I am a Caucasian; a white guy. As such it’s not my place to define what black history month is or isn’t. Likewise, I most certainly cannot claim a shared heritage and realistically identify with the struggles my black brothers and sisters have endured or the triumphs they have celebrated. Therefore, unlike previous reviews and articles that were grouped into a theme (i.e. Christmas Haunted Houses, Haunted Apartments), I do not begin with a central concept. I am not seeking to extract characteristics that define what a haunted house is from the black perspective. Rather, these four works stand alone. Perhaps when all is said and done, when I have completed the readings and written the reviews, I might have more to say about any possible interrelated themes. But I don’t want to get ahead of myself, nor do I wish to engage in any inappropriate analysis for the sake of some sort of self-congratulatory intellectualism. I hope I will not do that anyway.

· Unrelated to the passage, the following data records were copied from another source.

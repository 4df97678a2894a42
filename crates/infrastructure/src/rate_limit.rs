//! Minimum-interval rate limiter
//!
//! Each client owns one limiter. Before every outbound request the client
//! calls [`RateLimiter::acquire`], which sleeps until at least
//! `min_interval` has passed since the previous request and then stamps
//! the current time.

use std::time::Duration;

use tokio::sync::Mutex;
use tokio::time::Instant;
use tracing::debug;

/// Enforces a minimum delay between consecutive requests
#[derive(Debug)]
pub struct RateLimiter {
    min_interval: Duration,
    last_request: Mutex<Option<Instant>>,
}

impl RateLimiter {
    /// Create a limiter that has not sent any request yet
    #[must_use]
    pub const fn new(min_interval: Duration) -> Self {
        Self {
            min_interval,
            last_request: Mutex::const_new(None),
        }
    }

    /// Create a limiter from a millisecond interval
    #[must_use]
    pub const fn from_millis(min_interval_ms: u64) -> Self {
        Self::new(Duration::from_millis(min_interval_ms))
    }

    /// The configured minimum interval
    #[must_use]
    pub const fn min_interval(&self) -> Duration {
        self.min_interval
    }

    /// Wait until a request may be sent, then record it as sent
    ///
    /// Returns how long the caller was held back. The lock is held across
    /// the sleep, so concurrent callers on the same limiter are spaced out
    /// one after another.
    #[allow(clippy::cast_possible_truncation)]
    pub async fn acquire(&self) -> Duration {
        let mut last = self.last_request.lock().await;

        let wait = last.map_or(Duration::ZERO, |previous| {
            self.min_interval.saturating_sub(previous.elapsed())
        });

        if !wait.is_zero() {
            debug!(wait_ms = wait.as_millis() as u64, "Rate limiting request");
            tokio::time::sleep(wait).await;
        }

        *last = Some(Instant::now());
        wait
    }
}
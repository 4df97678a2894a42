//! Local POI generation
//!
//! Produces representative points of interest around a location when the
//! Overpass service is unavailable.

use domain::{GeoPoint, PoiCategory, PointOfInterest};
use rand::Rng;
use uuid::Uuid;

const MOCK_DESCRIPTION: &str = "A must-see for any Southwest roadtripper.";
const MOCK_WEBSITE: &str = "https://example.com/southwest-poi";

/// Degrees a mock POI may be offset from the search center on each axis
pub const MOCK_JITTER_DEGREES: f64 = 0.05;

/// Well-known places used to name mock POIs
#[must_use]
pub const fn mock_names(category: PoiCategory) -> &'static [&'static str] {
    match category {
        PoiCategory::NationalPark => &["Red Rock Canyon", "Valley of Fire", "Death Valley"],
        PoiCategory::StatePark => &["Antelope Canyon", "Goblin Valley", "Valley of the Gods"],
        PoiCategory::Camping => &[
            "Desert Oasis Campground",
            "Starlight Mesa",
            "Cactus Flats RV Park",
        ],
        PoiCategory::Dining => &["Southwest Grill", "Route 66 Diner", "Canyon Coffee House"],
        PoiCategory::Attraction => &["Hoover Dam", "Area 51 Gateway", "Meteor Crater"],
        PoiCategory::Lodging => &["The Oasis Motel", "Desert Rose Inn", "Canyon View Lodge"],
        PoiCategory::Fuel => &["Last Chance Gas", "Desert Fuel Stop", "Route 66 Gas & Go"],
    }
}

fn mock_name(category: PoiCategory, index: usize) -> String {
    mock_names(category)
        .get(index)
        .map_or_else(|| format!("Generic {category}"), |name| (*name).to_string())
}

/// Generate `per_category` mock POIs for each category, in order
pub fn mock_pois<R: Rng + ?Sized>(
    location: &GeoPoint,
    categories: &[PoiCategory],
    per_category: usize,
    rng: &mut R,
) -> Vec<PointOfInterest> {
    let batch = Uuid::new_v4().simple().to_string();
    let mut pois = Vec::with_capacity(categories.len() * per_category);

    for (i, category) in categories.iter().enumerate() {
        for j in 0..per_category {
            let lat = (rng.random::<f64>() - 0.5).mul_add(2.0 * MOCK_JITTER_DEGREES, location.lat());
            let lng = (rng.random::<f64>() - 0.5).mul_add(2.0 * MOCK_JITTER_DEGREES, location.lng());
            let rating = (rng.random::<f64>().mul_add(2.0, 3.0) * 10.0).round() / 10.0;

            pois.push(PointOfInterest {
                id: format!("poi_{}_{i}_{j}", &batch[..12]),
                name: mock_name(*category, j),
                lat,
                lng,
                category: *category,
                rating: Some(rating),
                description: Some(MOCK_DESCRIPTION.to_string()),
                website: Some(MOCK_WEBSITE.to_string()),
            });
        }
    }

    pois
}
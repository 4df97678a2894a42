//! Local route estimation
//!
//! Used whenever the directions API cannot produce a route. Distances are
//! great-circle distances between consecutive waypoints, durations assume a
//! constant average speed, and the geometry is the straight-line path
//! through the waypoints encoded with the same codec as provider geometry.

use domain::{GeoPoint, Route, Waypoint, ensure_routable};
use rand::Rng;

use crate::error::RoutingError;
use crate::polyline::encode_polyline;

/// Great-circle distance between two points in miles
#[must_use]
pub fn calculate_distance(from: &GeoPoint, to: &GeoPoint) -> f64 {
    from.distance_miles(to)
}

/// Estimate a route through the waypoints without calling the provider
///
/// Distance and duration are summed per leg and rounded once at the end.
///
/// # Errors
///
/// Returns `RoutingError::Validation` if fewer than two waypoints are given.
pub fn estimate_route(
    waypoints: &[Waypoint],
    average_speed_mph: f64,
) -> Result<Route, RoutingError> {
    ensure_routable(waypoints)?;

    let (distance, duration) = waypoints
        .windows(2)
        .map(|leg| calculate_distance(&leg[0].position, &leg[1].position))
        .fold((0.0, 0.0), |(distance, duration), leg_miles| {
            (
                distance + leg_miles,
                duration + leg_miles / average_speed_mph * 60.0,
            )
        });

    let path: Vec<GeoPoint> = waypoints.iter().map(|w| w.position).collect();

    Route::new(
        waypoints.to_vec(),
        distance.round(),
        duration.round(),
        encode_polyline(&path),
    )
    .map_err(RoutingError::from)
}

/// Perturb a base route into a plausible alternative
///
/// Distance varies within ±5% and duration within ±10%, from independent
/// draws. The result gets a fresh id.
pub fn vary_route<R: Rng + ?Sized>(base: &Route, rng: &mut R) -> Route {
    let distance_factor = rng.random::<f64>().mul_add(0.1, 0.95);
    let duration_factor = rng.random::<f64>().mul_add(0.2, 0.9);

    base.variation(
        (base.distance * distance_factor).round(),
        (base.duration * duration_factor).round(),
    )
}
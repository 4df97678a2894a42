//! OpenRouteService request and response models

use std::fmt;

use domain::Waypoint;
use serde::{Deserialize, Serialize};

/// Vehicle profile a route is computed for
#[derive(Debug, Clone, Copy, PartialEq, Eq, Hash, Default, Serialize, Deserialize)]
pub enum RoutingProfile {
    /// Passenger car
    #[default]
    #[serde(rename = "driving-car")]
    DrivingCar,
    /// Heavy goods vehicle (RVs and trailers)
    #[serde(rename = "driving-hgv")]
    DrivingHgv,
}

impl RoutingProfile {
    /// Path segment used by the directions endpoint
    #[must_use]
    pub const fn as_str(self) -> &'static str {
        match self {
            Self::DrivingCar => "driving-car",
            Self::DrivingHgv => "driving-hgv",
        }
    }
}

impl fmt::Display for RoutingProfile {
    fn fmt(&self, f: &mut fmt::Formatter<'_>) -> fmt::Result {
        f.write_str(self.as_str())
    }
}

/// Body of a directions request
#[derive(Debug, Clone, Serialize)]
pub struct DirectionsRequest {
    /// `[lng, lat]` pairs in travel order
    pub coordinates: Vec<[f64; 2]>,
    /// Snapping radius per coordinate, -1 for unlimited
    pub radiuses: Vec<i32>,
    /// Turn-by-turn instructions
    pub instructions: bool,
    /// Request an elevation profile
    pub elevation: bool,
    /// Extra per-segment attributes
    pub extra_info: Vec<String>,
    /// Routing options
    pub options: DirectionsOptions,
}

/// Routing options sent with every request
#[derive(Debug, Clone, Default, Serialize)]
pub struct DirectionsOptions {
    /// Road features to avoid (none by default)
    pub avoid_features: Vec<String>,
}

impl DirectionsRequest {
    /// Build the request for a waypoint list
    #[must_use]
    pub fn for_waypoints(waypoints: &[Waypoint]) -> Self {
        Self {
            coordinates: waypoints.iter().map(|w| [w.lng(), w.lat()]).collect(),
            radiuses: vec![-1; waypoints.len()],
            instructions: false,
            elevation: true,
            extra_info: vec!["waytype".to_string(), "steepness".to_string()],
            options: DirectionsOptions::default(),
        }
    }
}

// ============================================================================
// Raw provider response types
// ============================================================================

#[derive(Debug, Deserialize)]
pub(crate) struct DirectionsResponse {
    #[serde(default)]
    pub routes: Vec<RawRoute>,
}

#[derive(Debug, Deserialize)]
pub(crate) struct RawRoute {
    pub summary: RawSummary,
    #[serde(default)]
    pub geometry: String,
    #[serde(default)]
    pub elevation: Option<Vec<f64>>,
}

#[derive(Debug, Deserialize)]
pub(crate) struct RawSummary {
    /// Meters
    #[serde(default)]
    pub distance: f64,
    /// Seconds
    #[serde(default)]
    pub duration: f64,
}

#[cfg(test)]
mod tests {
    use super::*;
    use domain::GeoPoint;

    #[test]
    fn test_profile_serde_names() {
        assert_eq!(
            serde_json::to_string(&RoutingProfile::DrivingHgv).unwrap(),
            "\"driving-hgv\""
        );
        let profile: RoutingProfile = serde_json::from_str("\"driving-car\"").unwrap();
        assert_eq!(profile, RoutingProfile::DrivingCar);
        assert_eq!(RoutingProfile::DrivingHgv.to_string(), "driving-hgv");
    }

    #[test]
    fn test_request_uses_lng_lat_order() {
        let waypoints = vec![
            Waypoint::new("1", "Las Vegas", GeoPoint::las_vegas()),
            Waypoint::new("2", "Phoenix", GeoPoint::phoenix()),
        ];
        let request = DirectionsRequest::for_waypoints(&waypoints);
        let json = serde_json::to_value(&request).unwrap();

        assert_eq!(json["coordinates"][0][0], -115.1398);
        assert_eq!(json["coordinates"][0][1], 36.1699);
        assert_eq!(json["radiuses"], serde_json::json!([-1, -1]));
        assert_eq!(json["instructions"], false);
        assert_eq!(json["elevation"], true);
        assert_eq!(json["extra_info"], serde_json::json!(["waytype", "steepness"]));
        assert_eq!(json["options"]["avoid_features"], serde_json::json!([]));
    }

    #[test]
    fn test_response_tolerates_missing_fields() {
        let response: DirectionsResponse =
            serde_json::from_str(r#"{"routes":[{"summary":{}}]}"#).unwrap();
        assert_eq!(response.routes.len(), 1);
        assert!(response.routes[0].geometry.is_empty());
        assert!(response.routes[0].elevation.is_none());
    }
}
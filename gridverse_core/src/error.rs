use crate::{layout::LayoutError, map::GridError, object::ObjectKind};

/// Failures while evaluating a transition, reward or terminating function.
///
/// These indicate a malformed environment (e.g. a reward that needs a unique
/// Exit on a grid without one) and are never retried.
#[derive(Debug, Clone, PartialEq, Eq, thiserror::Error)]
pub enum EvalError {
    #[error("expected exactly one {kind} in the grid, found {count}")]
    ObjectNotUnique { kind: ObjectKind, count: usize },
    #[error(transparent)]
    Grid(#[from] GridError),
}

/// Failures while building functions from their names and parameters.
///
/// Raised eagerly, before any simulation step runs.
#[derive(Debug, Clone, PartialEq, Eq, thiserror::Error)]
pub enum ConfigError {
    #[error("unknown {family} function `{name}`")]
    UnknownFunction { family: &'static str, name: String },
    #[error("{family} function `{name}` is already registered")]
    DuplicateFunction { family: &'static str, name: String },
    #[error("missing parameter `{key}` for function `{function}`")]
    MissingParameter { function: String, key: String },
    #[error("unrecognized parameters for function `{function}`: {}", .keys.join(", "))]
    UnrecognizedParameter { function: String, keys: Vec<String> },
    #[error("invalid parameter `{key}` for function `{function}`: {reason}")]
    InvalidParameter {
        function: String,
        key: String,
        reason: String,
    },
    #[error("invalid layout: {0}")]
    Layout(#[from] LayoutError),
}

/// Failures surfaced by the environment driver.
#[derive(Debug, Clone, PartialEq, Eq, thiserror::Error)]
pub enum EnvError {
    #[error("the environment has no state; was it reset?")]
    NotReset,
    #[error(transparent)]
    Eval(#[from] EvalError),
    #[error(transparent)]
    Layout(#[from] LayoutError),
}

I guess the question is: Can we learn about authentic black history from mostly fictional novels that delve into the paranormal? I believe we can.
Of the four works, three are fictional stories and one is a factual account. The non-fiction book deals with popular “ghost tour” houses in the American south. This book uncovers a lot of African-American history and sets the record straight about the tourist-magnet fabrications that come at the expense of the “real” ghosts that haunt these places. One of the fictional novels is set in “current” times (post Y2K) but segments of the story go back to the 1920s. Another fictional novel takes place in the years following the American Civil War, although much of the story occurs during the times of slavery. Both books show how history has affected and shaped the lives of the central characters. Though the histories are fictional, they are based on real-life historical circumstances. And, of course, both stories feature haunted houses. The fourth book, also fictional, has very little in the way of history. This book presents quite the quagmire when trying to assign a definition to it. It’s about a haunted house, but it isn’t. It’s about the politics of identity, but it isn’t. It’s…ah, just wait for the review.
I guess I could be more straightforward and just mention ahead of time the titles of the books and their respective authors, but I want there to be some kind of suspense. So..just wait. You will know soon.
Anyway, I hope this will go well, and I hope you will find this subject matter enlightening and educational
See you soon!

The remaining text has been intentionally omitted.